Bajo un sol inclemente, el Paseo de la Reforma se convirtió en un solo pulso de banderas, tambores y gargantas rasposas. Este primero de mayo, la capital no solo marchó por salarios o por horas: salió a disputar el derecho a una vida que no se agote entre checadores, tarjetones negados y promesas rotas desde el campo hasta la banqueta
Texto y fotos: Andrea Amaya y Jade Guerrero
CIUDAD DE MÉXICO.— A pesar del calor que ha envuelto las últimas semanas a la CDMX, el 1 de mayo se llevó a cabo sobre el Paseo de la Reforma la marcha de los trabajadores, donde sindicatos independientes, demócratas y revolucionarios asistieron puntuales a la cita en el Ángel de la Independencia, donde transformaron el asfalto en un río de consignas.
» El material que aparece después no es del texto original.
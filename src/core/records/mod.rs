//! Record files and the merged dataset
//!
//! - [`codec`] - Delimited file read/write
//! - [`augment`] - Adds the batch column to a batch's record file
//! - [`accumulator`] - In-memory union of merged batches
//! - [`master`] - Master file load, sort and export

pub mod accumulator;
pub mod augment;
pub mod codec;
pub mod master;

pub use accumulator::Accumulator;
pub use augment::{AugmentedRecords, RecordAugmenter};
pub use master::{compare_cells, MasterFile};
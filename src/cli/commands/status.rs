//! Status command implementation
//!
//! This module implements the `status` command, which reports the state of
//! every batch archive and the master file without modifying anything.

use crate::config::load_config;
use crate::core::archive::BatchScanner;
use crate::core::records::MasterFile;
use crate::core::state::{BatchState, BatchStateTracker, CompletionMarker};
use crate::domain::BatchId;
use clap::Args;
use std::path::PathBuf;

/// Arguments for the status command
#[derive(Args, Debug, Default)]
pub struct StatusArgs {
    /// Override the source directory
    #[arg(long, value_name = "DIR")]
    pub source: Option<PathBuf>,
}

/// One row of the status report
#[derive(Debug, Clone, PartialEq, Eq)]
pub struct BatchStatusLine {
    /// Batch identifier
    pub batch_id: String,
    /// Gate state
    pub state: BatchState,
    /// Rows merged, from the completion marker
    pub rows: Option<usize>,
    /// Completion time, from the completion marker
    pub completed_at: Option<String>,
}

impl StatusArgs {
    /// Execute the status command
    pub async fn execute(&self, config_path: &str) -> anyhow::Result<i32> {
        tracing::info!("Checking batch status");

        println!("📊 Batch Status");
        println!();

        let mut config = match load_config(config_path) {
            Ok(c) => c,
            Err(e) => {
                println!("❌ Failed to load configuration file");
                println!("   Error: {}", e);
                return Ok(2); // Configuration error exit code
            }
        };
        if let Some(source) = &self.source {
            config.source.directory = source.clone();
        }

        let scanner = BatchScanner::new(&config.source.directory, &config.source.archive_suffix);
        let tracker = BatchStateTracker::new(
            &config.source.directory,
            config.state.gate,
            &config.state.marker_file_name,
        );

        let archives = match scanner.scan() {
            Ok(a) => a,
            Err(e) => {
                println!("❌ Failed to read source directory");
                println!("   Error: {}", e);
                return Ok(1);
            }
        };

        let mut lines = Vec::new();
        for archive in archives {
            let batch_id = match BatchId::from_archive_path(&archive) {
                Ok(id) => id,
                Err(e) => {
                    println!("⚠️  {}: {}", archive.display(), e);
                    continue;
                }
            };
            match collect_line(&tracker, &config.state.marker_file_name, batch_id) {
                Ok(line) => lines.push(line),
                Err(e) => {
                    println!("❌ Failed to inspect {}", archive.display());
                    println!("   Error: {}", e);
                    return Ok(1);
                }
            }
        }

        println!("Source: {}", config.source.directory.display());
        println!("Gate: {}", config.state.gate);
        println!();

        if lines.is_empty() {
            println!("No batch archives found.");
        } else {
            println!(
                "{:<32} {:<12} {:>10}  {}",
                "Batch", "State", "Rows", "Completed"
            );
            println!("{}", "-".repeat(80));
            for line in &lines {
                println!(
                    "{:<32} {:<12} {:>10}  {}",
                    line.batch_id,
                    line.state.to_string(),
                    line.rows.map(|r| r.to_string()).unwrap_or_else(|| "-".to_string()),
                    line.completed_at.as_deref().unwrap_or("-")
                );
            }
            let pending = lines.iter().filter(|l| l.state.needs_processing()).count();
            println!();
            println!("Total: {} archive(s), {} pending", lines.len(), pending);
        }
        println!();

        let master = MasterFile::from_config(&config);
        match master.load() {
            Ok(table) if table.headers().is_empty() => {
                println!("Master file: {} (not written yet)", master.path().display());
            }
            Ok(table) => {
                println!(
                    "Master file: {} ({} rows, {} columns)",
                    master.path().display(),
                    table.len(),
                    table.headers().len()
                );
            }
            Err(e) => {
                println!("⚠️  Master file {} is unreadable", master.path().display());
                println!("   Error: {}", e);
            }
        }
        println!();

        Ok(0)
    }
}

fn collect_line(
    tracker: &BatchStateTracker,
    marker_file_name: &str,
    batch_id: BatchId,
) -> crate::domain::Result<BatchStatusLine> {
    let resolution = tracker.inspect(&batch_id)?;
    let marker = match resolution.state {
        BatchState::Missing => None,
        _ => CompletionMarker::read(&resolution.extraction_dir, marker_file_name).unwrap_or_else(
            |e| {
                tracing::warn!(batch_id = %batch_id, error = %e, "Ignoring unreadable marker");
                None
            },
        ),
    };

    Ok(BatchStatusLine {
        batch_id: batch_id.into_inner(),
        state: resolution.state,
        rows: marker.as_ref().map(|m| m.rows_merged),
        completed_at: marker.map(|m| m.completed_at.format("%Y-%m-%d %H:%M:%S UTC").to_string()),
    })
}
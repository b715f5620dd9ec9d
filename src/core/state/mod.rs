//! Batch state management
//!
//! - [`tracker`] - Idempotency gate over batch directories
//! - [`marker`] - Completion markers written into processed batches

pub mod marker;
pub mod tracker;

pub use marker::{file_checksum, CompletionMarker};
pub use tracker::{BatchResolution, BatchState, BatchStateTracker};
Entre el ondear de banderas y el eco de los tambores, las consignas se repetían como un mantra en las mantas y en los gritos de gargantas ya rasposas: «Somos trabajadores, no somos socios».
La marcha por los derechos laborales y condiciones dignas comenzó. La Ciudad de México se convirtió en el epicentro de un reclamo nacional: el derecho al tiempo, al descanso y a una vida que no se escape entre checadores y horas extra no pagadas.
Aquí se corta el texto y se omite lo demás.